The number of actual anti-Semites is low, so why are so many Jews being attacked?

[From the website of The Forward]


At a terribly disturbing time for American Jews, with the greatest anti-Semitic violence and incidents experienced by the community in decades and questions being raised about its fundamental security after deadly attacks in Pittsburgh, Poway, Jersey City and a brutal stabbing in Monsey, there is a piece of good news among the bad.

ADL recently completed its latest survey of the American people on the question of anti-Semitism and found, even as anti-Semitism is flourishing in terms of incidents, expressions and activity, that there has been no increase in anti-Semitic attitudes among the general public.

Using the methodology that it has been employing in such polls for nearly 60 years, a methodology created together with a group of University of California at Berkeley professors in the 1960s, ADL found that 11% of the American people harbor deeply entrenched anti-Semitic sentiments.

This number is consistent with the findings of a number of polls we have conducted over the last two decades, in which anti-Semitic attitudes in the United States ranged between 11 and 14%.

In light of this survey, how does one explain this disconnect between attitudes and behavior? If things are so horrendous on the behavioral side, why are they not so bad on the attitudinal side?

First to the numbers. When we find that 11-14% of the public have anti-Semitic attitudes, that translates into roughly 28 million adult Americans.

Clearly, carrying around stereotypes about Jews does not automatically mean that people will act on those stereotypes, particularly when it comes to violence. For years there did not exist an environment in this country where individuals seemed comfortable to act out their prejudice against Jews.

In recent years, however, that environment has changed dramatically, emboldening people to begin acting out on their hatreds.

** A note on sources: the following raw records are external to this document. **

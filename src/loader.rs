use image::{DynamicImage, RgbImage, RgbaImage};
use std::path::Path;
use thiserror::Error;

#[derive(Debug, Error)]
pub enum LoadError {
    #[error("I/O error: {0}")]
    Io(#[from] std::io::Error),

    #[error("decode error: {0}")]
    Decode(String),
}

/// Default bound on the longest photo edge. Segmentation cost scales with
/// resolution, so larger uploads are downscaled rather than rejected.
pub const DEFAULT_MAX_PHOTO_EDGE: u32 = 2048;

fn open(path: &Path) -> Result<DynamicImage, LoadError> {
    image::open(path).map_err(|e| match e {
        image::ImageError::IoError(io) => LoadError::Io(io),
        other => LoadError::Decode(other.to_string()),
    })
}

/// Decode a user photo, downscaling so neither dimension exceeds `max_edge`.
pub fn load_photo<P: AsRef<Path>>(path: P, max_edge: u32) -> Result<RgbImage, LoadError> {
    let decoded = open(path.as_ref())?;

    let (width, height) = (decoded.width(), decoded.height());
    let decoded = if width > max_edge || height > max_edge {
        tracing::info!(
            "Downscaling {}x{} photo to fit the {}px bound",
            width,
            height,
            max_edge
        );
        decoded.thumbnail(max_edge, max_edge)
    } else {
        decoded
    };

    Ok(decoded.to_rgb8())
}

/// Decode a garment image, keeping its alpha channel for compositing.
pub fn load_garment<P: AsRef<Path>>(path: P) -> Result<RgbaImage, LoadError> {
    Ok(open(path.as_ref())?.to_rgba8())
}

#[cfg(test)]
mod tests {
    use super::*;
    use tempfile::tempdir;

    #[test]
    fn oversized_photo_is_bounded() {
        let dir = tempdir().unwrap();
        let path = dir.path().join("big.png");
        RgbImage::from_pixel(64, 32, image::Rgb([9, 9, 9]))
            .save(&path)
            .unwrap();

        let photo = load_photo(&path, 16).expect("load");
        assert!(photo.width() <= 16 && photo.height() <= 16);
        // Aspect ratio survives the downscale
        assert_eq!(photo.width(), 16);
        assert_eq!(photo.height(), 8);
    }

    #[test]
    fn small_photo_is_untouched() {
        let dir = tempdir().unwrap();
        let path = dir.path().join("small.png");
        RgbImage::from_pixel(10, 12, image::Rgb([1, 2, 3]))
            .save(&path)
            .unwrap();

        let photo = load_photo(&path, 2048).expect("load");
        assert_eq!(photo.dimensions(), (10, 12));
    }

    #[test]
    fn missing_file_is_io_error() {
        let dir = tempdir().unwrap();
        let err = load_photo(dir.path().join("nope.png"), 2048).unwrap_err();
        assert!(matches!(err, LoadError::Io(_)));
    }
}
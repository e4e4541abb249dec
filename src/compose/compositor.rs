use super::placement::{compute_rect, Placement};
use super::ComposeError;
use image::{imageops, RgbaImage};
use std::io::Cursor;

/// Draw a garment over a masked photo at the placement rectangle
///
/// The canvas takes the masked photo's dimensions: the user photo defines
/// the output frame, never the garment asset. The garment is resized into
/// the rectangle (aspect preserved by construction) and drawn source-over,
/// so transparent garment pixels expose the photo beneath. Parts of the
/// rectangle outside the canvas are clipped.
///
/// Pure value-producing transform: identical inputs yield byte-identical
/// output, and neither input is mutated.
pub fn compose(masked: &RgbaImage, garment: &RgbaImage, placement: Placement) -> RgbaImage {
    let _span = tracing::debug_span!("compose").entered();

    let (canvas_width, canvas_height) = masked.dimensions();
    let (garment_width, garment_height) = garment.dimensions();
    let aspect = garment_width as f32 / garment_height as f32;

    let rect = compute_rect(canvas_width, canvas_height, aspect, placement);

    // Base layer: the masked photo at full-canvas scale
    let mut canvas = masked.clone();

    let overlay_width = rect.width.round().max(1.0) as u32;
    let overlay_height = rect.height.round().max(1.0) as u32;
    let scaled = if garment.dimensions() == (overlay_width, overlay_height) {
        garment.clone()
    } else {
        imageops::resize(
            garment,
            overlay_width,
            overlay_height,
            imageops::FilterType::Lanczos3,
        )
    };

    // overlay clips the parts that fall outside the canvas
    imageops::overlay(
        &mut canvas,
        &scaled,
        rect.x.round() as i64,
        rect.y.round() as i64,
    );

    canvas
}

/// Encode a composite as PNG
///
/// The masked layer depends on alpha fidelity, so persisted output is always
/// a lossless-alpha format; a lossy encode would destroy the segmentation
/// edge.
pub fn encode_png(image: &RgbaImage) -> Result<Vec<u8>, ComposeError> {
    let mut buf = Vec::new();
    image
        .write_to(&mut Cursor::new(&mut buf), image::ImageFormat::Png)
        .map_err(|e| ComposeError::Encode(e.to_string()))?;
    Ok(buf)
}
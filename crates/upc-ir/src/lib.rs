#![deny(rust_2018_idioms)]
#![deny(unsafe_op_in_unsafe_fn)]
#![warn(clippy::all)]
#![warn(clippy::pedantic)]

//! # upc-ir
//!
//! In-memory tree model for update payloads.
//!
//! An [`ObjectData`] holds one object type, an optional action and an ordered
//! list of [`Element`]s. Each element carries scalar field values keyed by
//! canonical tag plus nested child objects, so a whole payload is one tree
//! that is exclusively owned by its root.
//!
//! Output validation turns the mutable tree into a [`ValidatedObject`]: an
//! immutable snapshot with fields in schema order that encoders can render
//! without consulting a schema.

/// Insert/update/delete verbs.
pub mod action;
/// Mutable element and object tree.
pub mod element;
/// Path navigation inside object trees.
pub mod traversal;
/// Immutable, validated snapshot consumed by encoders.
pub mod validated;
/// Scalar field values.
pub mod value;

pub use action::Action;
pub use element::{Element, ObjectData};
pub use traversal::ObjectPath;
pub use validated::{IdAttribute, ValidatedElement, ValidatedObject};
pub use value::Value;

use thiserror::Error;

/// Errors that can occur when working with the tree model
#[derive(Error, Debug, Clone, PartialEq, Eq)]
pub enum Error {
    #[error("Object not found at path: {path}")]
    ObjectNotFound { path: String },

    #[error("Invalid path '{path}': {reason}")]
    InvalidPath { path: String, reason: String },

    #[error("Invalid action '{0}': expected insert, update or delete")]
    InvalidAction(String),

    #[error("Conversion error in {context}: {message}")]
    Conversion { context: String, message: String },
}

impl Error {
    /// Build an object-not-found error with path context.
    pub fn object_not_found(path: impl Into<String>) -> Self {
        Self::ObjectNotFound { path: path.into() }
    }

    /// Build an invalid-path error with input path and parsing reason.
    pub fn invalid_path(path: impl Into<String>, reason: impl Into<String>) -> Self {
        Self::InvalidPath {
            path: path.into(),
            reason: reason.into(),
        }
    }

    /// Build a conversion error with conversion context.
    pub fn conversion(context: impl Into<String>, message: impl Into<String>) -> Self {
        Self::Conversion {
            context: context.into(),
            message: message.into(),
        }
    }
}

/// Crate-local result type for tree operations.
pub type Result<T> = std::result::Result<T, Error>;
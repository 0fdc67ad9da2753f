//! # upc-schema
//!
//! Object type schemas for update payloads: the model, the built-in
//! definitions, a concurrent registry and a loader for custom types.
//!
//! Custom schema files may extend a registered type, including their own
//! built-in type, to add or override fields at start-up.

pub mod builtin;
pub mod inheritance;
pub mod loader;
pub mod model;
pub mod registry;

pub use loader::SchemaLoader;
pub use model::{
    AutoNumberRule, DefaultValue, Derivation, FieldDefinition, FieldScope, FieldType, IdField,
    IdentifierMatch, MatchingRule, ObjectRelation, ObjectSchema, PostalAddressRule, SchemaContext,
};
pub use registry::SchemaRegistry;

use thiserror::Error;

/// Errors that can occur when working with schemas
#[derive(Error, Debug)]
pub enum Error {
    #[error("Unknown object type: {0}")]
    UnknownObjectType(String),

    #[error("Invalid schema format: {0}")]
    InvalidFormat(String),

    #[error("Inheritance error: {0}")]
    Inheritance(String),

    #[error("IO error: {0}")]
    Io(#[from] std::io::Error),

    #[error("Parse error: {0}")]
    Parse(String),
}

pub type Result<T> = std::result::Result<T, Error>;
//! Integration tests for upc-validation
//!
//! These tests drive caller data through input conversion and output
//! validation against the shared schema registry.

use std::sync::Arc;

use chrono::NaiveDate;
use serde_json::json;
use upc_ir::{Action, Value};
use upc_schema::{FieldDefinition, FieldType, ObjectSchema, SchemaRegistry, builtin};
use upc_validation::{Error, ValidationConfig, ValidationEngine, ValidationLevel};

fn engine_with(registry: Arc<SchemaRegistry>) -> ValidationEngine {
    ValidationEngine::with_config(
        registry,
        ValidationConfig {
            today: NaiveDate::from_ymd_opt(2024, 6, 30),
            ..Default::default()
        },
    )
}

#[test]
fn registered_override_is_honoured_by_input_and_output() -> anyhow::Result<()> {
    let registry = Arc::new(SchemaRegistry::with_builtins());
    let engine = engine_with(Arc::clone(&registry));

    let data = json!({"type": 3, "priority": "high"});
    let err = engine
        .elements_from_input("subject", None, Some(Action::Insert), &data, ValidationLevel::Input)
        .unwrap_err();
    assert!(err.to_string().contains("unknown field 'priority' for KnSubject"));

    let mut custom = builtin::subject();
    custom.fields.push(
        FieldDefinition::new("U7A1", FieldType::String)
            .alias("priority")
            .codes(["low", "high"])
            .default_value("low"),
    );
    registry.register(custom);

    let object = engine.object_from_input(
        "subject",
        None,
        Some(Action::Insert),
        &data,
        ValidationLevel::Input,
    )?;
    let validated = engine.validate_elements(&object, None, None)?;
    let element = &validated.elements[0];
    assert_eq!(element.field("U7A1"), Some(&Value::from("high")));
    assert_eq!(
        element.field("Da"),
        Some(&Value::Date(NaiveDate::from_ymd_opt(2024, 6, 30).expect("valid date")))
    );
    Ok(())
}

#[test]
fn custom_type_with_recursive_relation() -> anyhow::Result<()> {
    let registry = Arc::new(SchemaRegistry::with_builtins());
    registry.register(
        ObjectSchema::new("KnProject")
            .with_alias("project")
            .with_field(FieldDefinition::new("PrId", FieldType::String).alias("code").required())
            .with_relation(upc_schema::ObjectRelation::new("KnProject").alias("subproject").recursive()),
    );
    let engine = engine_with(registry);

    let object = engine.object_from_input(
        "project",
        None,
        Some(Action::Insert),
        &json!({"code": "P1", "subproject": [{"code": "P1.1"}, {"code": "P1.2"}]}),
        ValidationLevel::Eager,
    )?;
    let validated = engine.validate_elements(&object, None, None)?;
    let children = validated.elements[0]
        .object("KnProject")
        .map(|o| o.elements.len());
    assert_eq!(children, Some(2));
    Ok(())
}

#[test]
fn output_errors_cover_the_whole_tree() {
    let engine = engine_with(Arc::new(SchemaRegistry::with_builtins()));
    let object = engine
        .object_from_input(
            builtin::SALES_ORDER,
            None,
            Some(Action::Insert),
            &json!({
                "debtor_id": "10001",
                "line": [
                    {"item_code": "A-1", "quantity": 2},
                    {"item_code": "B-2"}
                ]
            }),
            ValidationLevel::Input,
        )
        .expect("input is well-formed");

    let err = engine.validate_elements(&object, None, None).unwrap_err();
    let Error::Output(message) = err else {
        panic!("expected output error");
    };
    assert_eq!(
        message,
        "FbSales[0]/FbSalesLines[1]: 'QuUn' (quantity): a value is required"
    );
}

#[test]
fn engine_is_shareable_across_threads() {
    let engine = Arc::new(engine_with(Arc::new(SchemaRegistry::with_builtins())));
    let handles: Vec<_> = (0..4_i64)
        .map(|i| {
            let engine = Arc::clone(&engine);
            std::thread::spawn(move || {
                let object = engine
                    .object_from_input(
                        "subject",
                        None,
                        Some(Action::Insert),
                        &json!({"#id": i, "type": 1}),
                        ValidationLevel::Input,
                    )
                    .expect("valid input");
                engine
                    .validate_elements(&object, None, None)
                    .expect("valid output")
                    .elements[0]
                    .id
                    .clone()
            })
        })
        .collect();

    for (i, handle) in handles.into_iter().enumerate() {
        let id = handle.join().expect("thread finished");
        assert_eq!(id.map(|a| a.value), Some(Value::Integer(i64::try_from(i).expect("small index"))));
    }
}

A number of factors lie behind this changed environment. Social media has become a major source of communication, providing readily available platforms for those who spew hate and seek to ignite and radicalize others to act out their hate.

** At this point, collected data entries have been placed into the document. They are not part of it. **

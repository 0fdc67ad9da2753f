#![deny(rust_2018_idioms)]
#![deny(unsafe_op_in_unsafe_fn)]
#![warn(clippy::all)]
#![warn(clippy::pedantic)]

//! # upc-encoding
//!
//! Renders a [`ValidatedObject`] as XML or JSON.
//!
//! Both encoders walk the snapshot in order and never consult a schema, so
//! the same validated tree always produces the same bytes.

pub mod json;
pub mod xml;

use serde::{Deserialize, Serialize};
use std::fmt;
use std::str::FromStr;
use thiserror::Error;
use upc_ir::ValidatedObject;

/// Errors that can occur while encoding
#[derive(Error, Debug)]
pub enum Error {
    #[error("XML encoding error: {0}")]
    Xml(String),

    #[error("JSON encoding error: {0}")]
    Json(#[from] serde_json::Error),

    #[error("Unknown output format: {0}")]
    UnknownFormat(String),

    #[error("Nothing to encode: {0} has no elements")]
    Empty(String),
}

pub type Result<T> = std::result::Result<T, Error>;

/// Wire format of an encoded payload
#[derive(Debug, Clone, Copy, PartialEq, Eq, Default, Serialize, Deserialize)]
#[serde(rename_all = "lowercase")]
pub enum OutputFormat {
    /// SOAP-style XML
    #[default]
    Xml,
    /// REST-style JSON
    Json,
}

impl OutputFormat {
    #[must_use]
    pub fn as_str(self) -> &'static str {
        match self {
            OutputFormat::Xml => "xml",
            OutputFormat::Json => "json",
        }
    }
}

impl fmt::Display for OutputFormat {
    fn fmt(&self, f: &mut fmt::Formatter<'_>) -> fmt::Result {
        f.write_str(self.as_str())
    }
}

impl FromStr for OutputFormat {
    type Err = Error;

    fn from_str(s: &str) -> Result<Self> {
        match s.trim().to_ascii_lowercase().as_str() {
            "xml" => Ok(OutputFormat::Xml),
            "json" => Ok(OutputFormat::Json),
            _ => Err(Error::UnknownFormat(s.to_string())),
        }
    }
}

/// Encoder options
#[derive(Debug, Clone, Copy, Default, PartialEq, Eq, Serialize, Deserialize)]
#[serde(default)]
pub struct EncodeOptions {
    /// Indent nested tags and keys
    pub pretty: bool,
}

impl EncodeOptions {
    #[must_use]
    pub fn pretty() -> Self {
        Self { pretty: true }
    }
}

/// Encode a validated object in the given format
///
/// # Errors
///
/// Returns [`Error::Empty`] for an object without elements and an error if
/// the underlying writer fails.
pub fn encode(
    object: &ValidatedObject,
    format: OutputFormat,
    options: &EncodeOptions,
) -> Result<String> {
    match format {
        OutputFormat::Xml => xml::to_xml(object, options),
        OutputFormat::Json => json::to_json(object, options),
    }
}

/// A root without elements would encode as an empty payload
fn ensure_elements(object: &ValidatedObject) -> Result<()> {
    if object.elements.is_empty() {
        Err(Error::Empty(object.object_type.clone()))
    } else {
        Ok(())
    }
}

#[cfg(test)]
mod tests {
    use super::*;
    use upc_ir::ValidatedElement;

    #[test]
    fn test_format_parsing() {
        assert_eq!("XML".parse::<OutputFormat>().unwrap(), OutputFormat::Xml);
        assert_eq!(" json ".parse::<OutputFormat>().unwrap(), OutputFormat::Json);
        assert!(matches!(
            "yaml".parse::<OutputFormat>(),
            Err(Error::UnknownFormat(_))
        ));
        assert_eq!(OutputFormat::default().to_string(), "xml");
    }

    #[test]
    fn test_encode_dispatches_on_format() {
        let mut object = ValidatedObject::new("KnSubject");
        object.elements.push(ValidatedElement::default());
        let xml = encode(&object, OutputFormat::Xml, &EncodeOptions::default()).unwrap();
        assert!(xml.starts_with("<KnSubject"));
        let json = encode(&object, OutputFormat::Json, &EncodeOptions::default()).unwrap();
        assert!(json.starts_with("{\"KnSubject\""));
    }

    #[test]
    fn test_empty_root_is_not_encoded() {
        let object = ValidatedObject::new("KnSubject");
        for format in [OutputFormat::Xml, OutputFormat::Json] {
            let err = encode(&object, format, &EncodeOptions::default()).unwrap_err();
            assert_eq!(err.to_string(), "Nothing to encode: KnSubject has no elements");
        }
    }
}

The political polarization in this country has created a climate where the other side is seen as the enemy, giving rise to the proliferation of conspiracy theories. Jews are often are the targets of these theories, which we saw in the alleged manifesto of the white supremacist Pittsburgh murderer.

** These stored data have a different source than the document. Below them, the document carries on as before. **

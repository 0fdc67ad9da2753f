//! Validation engine
//!
//! Output validation turns an [`ObjectData`] tree into a [`ValidatedObject`].
//! Per element it resolves the action, fills the matching-method field,
//! injects defaults and pseudo-field flags, checks required fields and
//! recurses into child objects with the resolved action.

use crate::derive::apply_derivations;
use crate::reporter::ValidationReport;
use crate::rules::{ValidationMode, coerce_value, validate_field_value};
use crate::{Error, Result};
use chrono::NaiveDate;
use serde::{Deserialize, Serialize};
use std::collections::BTreeMap;
use std::sync::Arc;
use tracing::{debug, trace};
use upc_ir::{
    Action, Element, IdAttribute, ObjectData, ValidatedElement, ValidatedObject, Value,
};
use upc_schema::{
    DefaultValue, FieldDefinition, FieldType, ObjectSchema, SchemaContext, SchemaRegistry,
};

/// How much checking input methods do
#[derive(Debug, Clone, Copy, PartialEq, Eq, Default, Serialize, Deserialize)]
#[serde(rename_all = "lowercase")]
pub enum ValidationLevel {
    /// Store loosely converted values; every check waits for output
    None,
    /// Check structure and the format of supplied values
    #[default]
    Input,
    /// Input checks followed by full output validation of the object
    Eager,
}

/// Validation configuration
#[derive(Debug, Clone, PartialEq, Serialize, Deserialize)]
#[serde(default)]
pub struct ValidationConfig {
    /// Level used when a caller does not pass one
    pub level: ValidationLevel,
    /// Run type-specific derivations (search name, initials, street split)
    pub reformat: bool,
    /// Inject ordinary defaults also when the element is not a provable insert
    pub defaults_on_update: bool,
    /// Date used for "current date" defaults; the local date when unset
    pub today: Option<NaiveDate>,
}

impl Default for ValidationConfig {
    fn default() -> Self {
        Self {
            level: ValidationLevel::Input,
            reformat: true,
            defaults_on_update: false,
            today: None,
        }
    }
}

/// Main validation engine
#[derive(Debug, Clone)]
pub struct ValidationEngine {
    registry: Arc<SchemaRegistry>,
    config: ValidationConfig,
}

impl ValidationEngine {
    /// Create an engine with default configuration
    #[must_use]
    pub fn new(registry: Arc<SchemaRegistry>) -> Self {
        Self::with_config(registry, ValidationConfig::default())
    }

    /// Create with specific configuration
    #[must_use]
    pub fn with_config(registry: Arc<SchemaRegistry>, config: ValidationConfig) -> Self {
        Self { registry, config }
    }

    #[must_use]
    pub fn registry(&self) -> &Arc<SchemaRegistry> {
        &self.registry
    }

    #[must_use]
    pub fn config(&self) -> &ValidationConfig {
        &self.config
    }

    /// The date "current date" defaults resolve to
    #[must_use]
    pub fn today(&self) -> NaiveDate {
        self.config
            .today
            .unwrap_or_else(|| chrono::Local::now().date_naive())
    }

    /// Fully validate an object and everything below it
    ///
    /// `parent` and `inherited_action` describe where the object sits when
    /// it is a subtree of a larger payload; pass `None` for a root object.
    /// The object itself is not modified.
    ///
    /// # Errors
    ///
    /// Returns [`Error::Output`] with every issue found, one per line.
    pub fn validate_elements(
        &self,
        object: &ObjectData,
        parent: Option<&str>,
        inherited_action: Option<Action>,
    ) -> Result<ValidatedObject> {
        let mut report = ValidationReport::new();
        let validated = self.validate_object(object, parent, inherited_action, "", &mut report);
        if report.is_empty() {
            Ok(validated)
        } else {
            debug!(
                "Output validation of {} found {} issue(s)",
                object.object_type,
                report.len()
            );
            Err(Error::Output(report.message()))
        }
    }

    fn validate_object(
        &self,
        object: &ObjectData,
        parent: Option<&str>,
        inherited_action: Option<Action>,
        prefix: &str,
        report: &mut ValidationReport,
    ) -> ValidatedObject {
        let object_type = match self.registry.canonical_type(&object.object_type) {
            Ok(t) => t,
            Err(e) => {
                report.push(&join_path(prefix, &object.object_type, 0), e.to_string());
                return ValidatedObject::new(object.object_type.clone());
            }
        };

        let mut validated = ValidatedObject::new(object_type.clone());
        for (index, element) in object.elements.iter().enumerate() {
            let path = join_path(prefix, &object_type, index);
            let mut action = object.action.or(inherited_action);
            if let Some(over) = element.action {
                if parent.is_some() {
                    action = Some(over);
                } else {
                    report.push(
                        &path,
                        format!("action override '{over}' is only allowed on embedded elements"),
                    );
                }
            }

            let context = SchemaContext {
                parent: parent.map(str::to_string),
                action,
            };
            match self.registry.schema_for(&object_type, &context) {
                Ok(schema) => validated
                    .elements
                    .push(self.validate_element(element, &schema, action, &path, report)),
                Err(e) => report.push(&path, e.to_string()),
            }
        }
        validated
    }

    fn validate_element(
        &self,
        element: &Element,
        schema: &ObjectSchema,
        action: Option<Action>,
        path: &str,
        report: &mut ValidationReport,
    ) -> ValidatedElement {
        let mut element = self.normalize_element(element, schema, path, report);
        let id = self.resolve_id(&element, schema, path, report);

        if self.config.reformat {
            apply_derivations(&mut element, schema, action);
        }

        let provable_insert = resolve_matching(&mut element, schema, action, path);
        self.apply_defaults(&mut element, schema, provable_insert);
        apply_flags(&mut element, schema, provable_insert);

        let mut fields = Vec::new();
        for def in &schema.fields {
            match element.field(&def.tag) {
                Some(value) => match validate_field_value(value, def, ValidationMode::Output) {
                    Ok(value) => fields.push((def.tag.clone(), value)),
                    Err(msg) => report.push(path, format!("{}: {msg}", def.label())),
                },
                None if def.required => {
                    report.push(path, format!("{}: a value is required", def.label()));
                }
                None => {}
            }
        }

        let mut objects = Vec::new();
        for relation in &schema.relations {
            if let Some(child) = element.object(&relation.object_type) {
                if !child.is_empty() {
                    objects.push(self.validate_object(
                        child,
                        Some(&schema.object_type),
                        action,
                        path,
                        report,
                    ));
                }
            }
        }

        ValidatedElement {
            id,
            action,
            fields,
            objects,
        }
    }

    /// Copy of `element` with every field and child keyed by canonical tag
    ///
    /// Keys that cannot be mapped are reported and dropped.
    fn normalize_element(
        &self,
        element: &Element,
        schema: &ObjectSchema,
        path: &str,
        report: &mut ValidationReport,
    ) -> Element {
        let mut normalized = Element {
            id: element.id.clone(),
            action: element.action,
            fields: BTreeMap::new(),
            objects: BTreeMap::new(),
        };

        for (key, value) in &element.fields {
            match self.resolve_field_key(schema, key, &element.fields) {
                Ok(def) => {
                    normalized.set_field(def.tag.clone(), value.clone());
                }
                Err(msg) => report.push(path, msg),
            }
        }

        for (key, child) in &element.objects {
            match self.resolve_object_key(schema, key, &element.objects) {
                Ok(object_type) => {
                    let mut child = child.clone();
                    child.object_type = object_type;
                    normalized.set_object(child);
                }
                Err(msg) => report.push(path, msg),
            }
        }

        normalized
    }

    /// Field definition a supplied key stands for
    pub(crate) fn resolve_field_key<'s>(
        &self,
        schema: &'s ObjectSchema,
        key: &str,
        supplied: &BTreeMap<String, Value>,
    ) -> std::result::Result<&'s FieldDefinition, String> {
        if let Some(def) = schema.fields.iter().find(|f| f.tag == key) {
            return Ok(def);
        }
        match schema.field(key) {
            Some(def) if supplied.contains_key(&def.tag) => Err(format!(
                "field {} supplied both as '{}' and as '{key}'",
                def.label(),
                def.tag
            )),
            Some(def) => Ok(def),
            None => {
                let known = self
                    .registry
                    .get(&schema.object_type)
                    .is_some_and(|full| full.field(key).is_some());
                Err(if known {
                    format!("field '{key}' is not available for {} here", schema.object_type)
                } else {
                    format!("unknown field '{key}' for {}", schema.object_type)
                })
            }
        }
    }

    /// Canonical child type a supplied object key stands for
    pub(crate) fn resolve_object_key(
        &self,
        schema: &ObjectSchema,
        key: &str,
        supplied: &BTreeMap<String, ObjectData>,
    ) -> std::result::Result<String, String> {
        if let Some(relation) = schema.relations.iter().find(|r| r.object_type == key) {
            return Ok(relation.object_type.clone());
        }
        match schema.relation(key) {
            Some(relation) if supplied.contains_key(&relation.object_type) => Err(format!(
                "object '{}' supplied both as '{}' and as '{key}'",
                relation.object_type, relation.object_type
            )),
            Some(relation) => Ok(relation.object_type.clone()),
            None => {
                let known = self
                    .registry
                    .get(&schema.object_type)
                    .is_some_and(|full| full.relation(key).is_some());
                Err(if known {
                    format!(
                        "object '{key}' cannot be embedded in {} here",
                        schema.object_type
                    )
                } else {
                    format!("unknown field or object '{key}' for {}", schema.object_type)
                })
            }
        }
    }

    fn resolve_id(
        &self,
        element: &Element,
        schema: &ObjectSchema,
        path: &str,
        report: &mut ValidationReport,
    ) -> Option<IdAttribute> {
        let value = element.id.as_ref().filter(|v| !v.is_null())?;
        let Some(id_field) = &schema.id_field else {
            report.push(path, id_without_field(&schema.object_type));
            return None;
        };
        match coerce_value(value, id_field.field_type) {
            Ok(value) => Some(IdAttribute {
                name: id_field.name.clone(),
                value,
            }),
            Err(msg) => {
                report.push(path, format!("id '{}': {msg}", id_field.name));
                None
            }
        }
    }

    fn apply_defaults(&self, element: &mut Element, schema: &ObjectSchema, provable_insert: bool) {
        let ordinary = provable_insert || self.config.defaults_on_update;
        for def in &schema.fields {
            let Some(default) = &def.default else {
                continue;
            };
            if element.has_field(&def.tag) || !(def.always_default || ordinary) {
                continue;
            }
            let value = match default {
                DefaultValue::Fixed(value) => value.clone(),
                DefaultValue::CurrentDate => Value::Date(self.today()),
            };
            trace!("Default {} = {:?}", def.tag, value);
            element.set_field(def.tag.clone(), value);
        }
    }
}

pub(crate) fn id_without_field(object_type: &str) -> String {
    format!("id value supplied but {object_type} has no id field")
}

pub(crate) fn join_path(prefix: &str, object_type: &str, index: usize) -> String {
    if prefix.is_empty() {
        format!("{object_type}[{index}]")
    } else {
        format!("{prefix}/{object_type}[{index}]")
    }
}

/// Fill the matching-method field and tell whether the element is a
/// provable insert
fn resolve_matching(
    element: &mut Element,
    schema: &ObjectSchema,
    action: Option<Action>,
    path: &str,
) -> bool {
    let inserting = action == Some(Action::Insert);
    let Some(rule) = &schema.matching else {
        return inserting;
    };

    if !element.has_field(&rule.field) {
        let value = if let Some(identifier) =
            rule.identifiers.iter().find(|m| element.has_value(&m.field))
        {
            identifier.value
        } else if inserting {
            if rule.primary_key_on_insert && element.has_value(&rule.primary_key) {
                rule.primary_key_value
            } else {
                rule.always_insert_value
            }
        } else {
            rule.primary_key_value
        };
        debug!("{}: {} resolved to {}", path, rule.field, value);
        element.set_field(rule.field.clone(), Value::Integer(value));
    }

    // Compare as numbers so "06", 6 and 6.0 all mean the same method
    inserting
        && element
            .field(&rule.field)
            .and_then(|v| coerce_value(v, FieldType::Integer).ok())
            .is_some_and(|v| v == Value::Integer(rule.always_insert_value))
}

/// Auto-number and postal-address flags
fn apply_flags(element: &mut Element, schema: &ObjectSchema, provable_insert: bool) {
    if let Some(rule) = &schema.auto_number {
        if provable_insert
            && !element.has_field(&rule.field)
            && !element.has_value(&rule.identifier)
            && schema.field(&rule.field).is_some()
        {
            element.set_field(rule.field.clone(), Value::Boolean(true));
        }
    }

    if let Some(rule) = &schema.postal_address {
        if !element.has_field(&rule.field)
            && element.has_populated_object(&rule.address)
            && !element.has_populated_object(&rule.postal)
        {
            element.set_field(rule.field.clone(), Value::Boolean(true));
        }
    }
}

The politicization of anti-Semitism has weakened the constraints on behavior. If it’s only the other side that’s responsible for anti-Semitism, then it opens the way for people to think that their side can’t be guilty of anti-Semitism and shouldn’t be blamed when anti-Semitic incidents appear from their ideological sector. We see this phenomenon particularly on the left.

Finally, though this is more relevant in Europe than here, but still of significance in the U.S., there is a loss of shame about anti-Semitism as fewer and fewer people have actually met Holocaust survivors.

When the first pictures of Auschwitz appeared after the war, there was a tremendous sense of shame that the hatred of Jews for centuries had resulted in the murder of the six million. This didn’t mean that people no longer harbored anti-Semitism, they surely did, but it inhibited their manifesting it in their behavior.

Now, 70 years later, and with new generations with little knowledge or connection to the Holocaust, as reflected in a new Pew study, that sense of shame about anti-Semitism has largely dissipated.

It also must be said that the ADL poll itself, despite the stable numbers, points to a connection between attitudes and behavior. Certain tropes about Jews which may influence extreme behavior received higher support than the overall 11%.

Twenty-four percent believe that American Jews are more loyal to Israel than America. Fifteen percent believe that Jews have too much power in the business world. Fourteen percent believe that Jews have too much control and influence on Wall Street.

In the environment we described, these tropes can influence those inclined to anti-Semitism and even cause them to act out, given the right circumstances.

In the larger picture, attitudes are an important indicator of the state of anti-Semitism — but today hardly the main indicator.

Today, the surge in violence and incidents against Jews is by far the most significant element in assessing the state of anti-Semitism in America. It is what is making the community more uncertain about its security in America than in decades and is what is heightening the awareness, both in the community and in the broader society, that anti-Semitism in America is now a serious problem. It must be addressed for the sake of American Jews and for the well-being of American society.

Keeping in mind the overall positive findings of our poll, however, is important for perspective. It would suggest that if society can properly address the factors behind the distressing pattern of anti-Semitic behavior, no easy task, that there exists broader public sentiment that will be supportive of such a development.

Ken Jacobson is Deputy National Director of the Anti-Defamation League.